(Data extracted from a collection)

%%

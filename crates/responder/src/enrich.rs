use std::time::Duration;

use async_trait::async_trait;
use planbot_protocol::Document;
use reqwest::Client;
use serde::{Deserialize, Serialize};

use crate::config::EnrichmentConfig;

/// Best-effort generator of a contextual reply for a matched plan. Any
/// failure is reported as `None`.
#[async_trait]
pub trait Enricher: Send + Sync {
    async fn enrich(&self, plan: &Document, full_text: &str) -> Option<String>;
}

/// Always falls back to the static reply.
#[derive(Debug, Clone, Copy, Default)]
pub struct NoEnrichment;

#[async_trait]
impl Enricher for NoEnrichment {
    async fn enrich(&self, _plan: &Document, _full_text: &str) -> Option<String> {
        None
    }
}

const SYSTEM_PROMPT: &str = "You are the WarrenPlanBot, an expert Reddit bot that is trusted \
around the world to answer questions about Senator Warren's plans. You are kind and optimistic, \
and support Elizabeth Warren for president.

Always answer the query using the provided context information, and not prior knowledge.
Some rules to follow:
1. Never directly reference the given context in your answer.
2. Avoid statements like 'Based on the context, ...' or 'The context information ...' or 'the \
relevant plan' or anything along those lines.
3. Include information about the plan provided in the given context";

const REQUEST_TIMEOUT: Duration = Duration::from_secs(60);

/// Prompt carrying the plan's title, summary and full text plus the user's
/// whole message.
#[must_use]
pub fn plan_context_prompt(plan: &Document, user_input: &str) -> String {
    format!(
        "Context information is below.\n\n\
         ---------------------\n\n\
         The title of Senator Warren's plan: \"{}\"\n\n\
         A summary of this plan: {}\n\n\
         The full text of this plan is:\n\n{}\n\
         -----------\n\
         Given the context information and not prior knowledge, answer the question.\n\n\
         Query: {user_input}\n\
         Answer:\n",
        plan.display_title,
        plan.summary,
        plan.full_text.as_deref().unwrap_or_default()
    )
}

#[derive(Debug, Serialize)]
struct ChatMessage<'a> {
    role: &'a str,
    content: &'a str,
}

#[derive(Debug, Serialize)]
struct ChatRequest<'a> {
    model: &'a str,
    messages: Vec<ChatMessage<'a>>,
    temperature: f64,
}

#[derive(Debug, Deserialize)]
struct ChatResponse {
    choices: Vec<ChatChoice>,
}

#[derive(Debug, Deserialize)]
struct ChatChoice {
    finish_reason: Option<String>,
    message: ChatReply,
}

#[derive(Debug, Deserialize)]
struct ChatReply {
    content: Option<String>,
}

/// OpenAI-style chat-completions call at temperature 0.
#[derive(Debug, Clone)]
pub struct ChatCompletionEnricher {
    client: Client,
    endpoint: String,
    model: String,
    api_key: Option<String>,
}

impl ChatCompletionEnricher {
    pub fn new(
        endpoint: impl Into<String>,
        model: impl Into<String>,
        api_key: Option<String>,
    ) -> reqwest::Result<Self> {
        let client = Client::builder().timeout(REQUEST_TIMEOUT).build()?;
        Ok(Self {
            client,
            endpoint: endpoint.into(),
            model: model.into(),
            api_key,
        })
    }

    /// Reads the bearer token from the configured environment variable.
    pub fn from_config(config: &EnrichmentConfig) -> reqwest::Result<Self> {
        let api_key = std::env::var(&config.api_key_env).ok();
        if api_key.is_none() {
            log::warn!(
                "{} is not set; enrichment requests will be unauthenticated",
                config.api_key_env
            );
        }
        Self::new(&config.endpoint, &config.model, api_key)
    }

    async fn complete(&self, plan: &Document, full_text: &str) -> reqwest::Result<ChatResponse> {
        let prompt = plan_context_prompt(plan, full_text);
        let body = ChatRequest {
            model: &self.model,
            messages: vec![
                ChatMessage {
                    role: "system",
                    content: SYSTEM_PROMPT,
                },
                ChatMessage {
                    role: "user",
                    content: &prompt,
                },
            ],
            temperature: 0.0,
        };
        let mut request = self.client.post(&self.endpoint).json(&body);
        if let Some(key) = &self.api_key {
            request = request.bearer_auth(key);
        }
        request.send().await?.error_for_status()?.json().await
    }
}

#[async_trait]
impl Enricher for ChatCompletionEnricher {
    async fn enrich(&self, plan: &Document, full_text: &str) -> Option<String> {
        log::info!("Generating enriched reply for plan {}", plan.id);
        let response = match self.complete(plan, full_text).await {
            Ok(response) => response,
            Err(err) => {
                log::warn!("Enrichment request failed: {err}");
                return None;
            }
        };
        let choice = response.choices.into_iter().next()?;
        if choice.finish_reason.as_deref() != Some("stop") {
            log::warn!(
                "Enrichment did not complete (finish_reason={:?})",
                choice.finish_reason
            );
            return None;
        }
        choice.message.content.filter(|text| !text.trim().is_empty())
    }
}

%%
%%

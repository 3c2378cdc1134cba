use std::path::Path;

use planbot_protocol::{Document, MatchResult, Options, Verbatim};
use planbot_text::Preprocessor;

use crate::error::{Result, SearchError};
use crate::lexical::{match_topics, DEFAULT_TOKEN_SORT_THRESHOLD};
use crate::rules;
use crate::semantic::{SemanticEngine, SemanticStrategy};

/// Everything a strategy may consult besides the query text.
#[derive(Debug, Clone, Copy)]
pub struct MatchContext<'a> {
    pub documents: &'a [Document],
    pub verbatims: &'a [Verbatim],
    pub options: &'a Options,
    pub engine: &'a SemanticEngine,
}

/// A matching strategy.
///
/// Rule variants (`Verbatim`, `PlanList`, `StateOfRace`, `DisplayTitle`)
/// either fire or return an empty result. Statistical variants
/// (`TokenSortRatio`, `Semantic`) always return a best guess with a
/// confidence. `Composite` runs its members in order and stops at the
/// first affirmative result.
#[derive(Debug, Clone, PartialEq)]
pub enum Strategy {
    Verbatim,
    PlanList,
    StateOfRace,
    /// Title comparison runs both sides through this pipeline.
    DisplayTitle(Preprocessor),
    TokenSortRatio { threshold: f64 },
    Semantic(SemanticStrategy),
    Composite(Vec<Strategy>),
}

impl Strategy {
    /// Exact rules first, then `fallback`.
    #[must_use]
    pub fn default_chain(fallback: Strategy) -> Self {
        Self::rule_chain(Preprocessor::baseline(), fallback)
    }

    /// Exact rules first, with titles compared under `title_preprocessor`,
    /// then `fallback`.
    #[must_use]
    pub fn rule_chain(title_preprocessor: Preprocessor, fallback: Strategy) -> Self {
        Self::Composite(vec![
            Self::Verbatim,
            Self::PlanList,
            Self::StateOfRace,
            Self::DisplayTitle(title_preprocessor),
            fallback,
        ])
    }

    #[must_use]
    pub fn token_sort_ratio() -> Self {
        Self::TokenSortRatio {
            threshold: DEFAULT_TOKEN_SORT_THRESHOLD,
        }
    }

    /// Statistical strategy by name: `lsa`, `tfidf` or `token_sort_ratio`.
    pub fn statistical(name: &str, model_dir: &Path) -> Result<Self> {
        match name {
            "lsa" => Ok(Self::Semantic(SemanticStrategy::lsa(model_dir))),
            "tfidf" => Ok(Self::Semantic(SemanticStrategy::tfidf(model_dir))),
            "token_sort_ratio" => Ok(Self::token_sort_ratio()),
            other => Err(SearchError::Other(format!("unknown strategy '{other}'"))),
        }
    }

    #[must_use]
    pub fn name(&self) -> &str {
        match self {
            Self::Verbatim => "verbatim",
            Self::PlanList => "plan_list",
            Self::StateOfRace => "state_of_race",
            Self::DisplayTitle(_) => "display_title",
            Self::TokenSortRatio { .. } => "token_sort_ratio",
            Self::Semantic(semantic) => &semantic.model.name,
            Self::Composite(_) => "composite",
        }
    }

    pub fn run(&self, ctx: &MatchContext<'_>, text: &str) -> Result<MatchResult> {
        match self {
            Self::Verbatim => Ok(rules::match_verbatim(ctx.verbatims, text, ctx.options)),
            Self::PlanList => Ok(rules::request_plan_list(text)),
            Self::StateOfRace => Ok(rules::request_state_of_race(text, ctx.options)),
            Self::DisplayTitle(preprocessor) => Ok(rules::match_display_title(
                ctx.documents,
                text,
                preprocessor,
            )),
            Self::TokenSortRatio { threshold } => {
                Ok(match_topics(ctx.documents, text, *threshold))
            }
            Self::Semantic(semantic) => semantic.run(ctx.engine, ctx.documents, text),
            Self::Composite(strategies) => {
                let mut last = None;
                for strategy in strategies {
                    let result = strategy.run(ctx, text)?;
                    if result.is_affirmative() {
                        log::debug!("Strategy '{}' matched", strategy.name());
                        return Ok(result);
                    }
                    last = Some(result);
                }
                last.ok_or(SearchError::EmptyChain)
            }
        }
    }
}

%%

Aim of the exercise:
In the entries above, please find the line with "filename crates/responder/src/enrich.rs" and the line with "pub trait Enricher: Send", then write out exactly those two lines and every line between them, and nothing more.

Output below:
filename crates/responder/src/enrich.rs
use std::time::Duration;

use async_trait::async_trait;
use planbot_protocol::Document;
use reqwest::Client;
use serde::{Deserialize, Serialize};

use crate::config::EnrichmentConfig;

/// Best-effort generator of a contextual reply for a matched plan. Any
/// failure is reported as `None`.
#[async_trait]
pub trait Enricher: Send + Sync {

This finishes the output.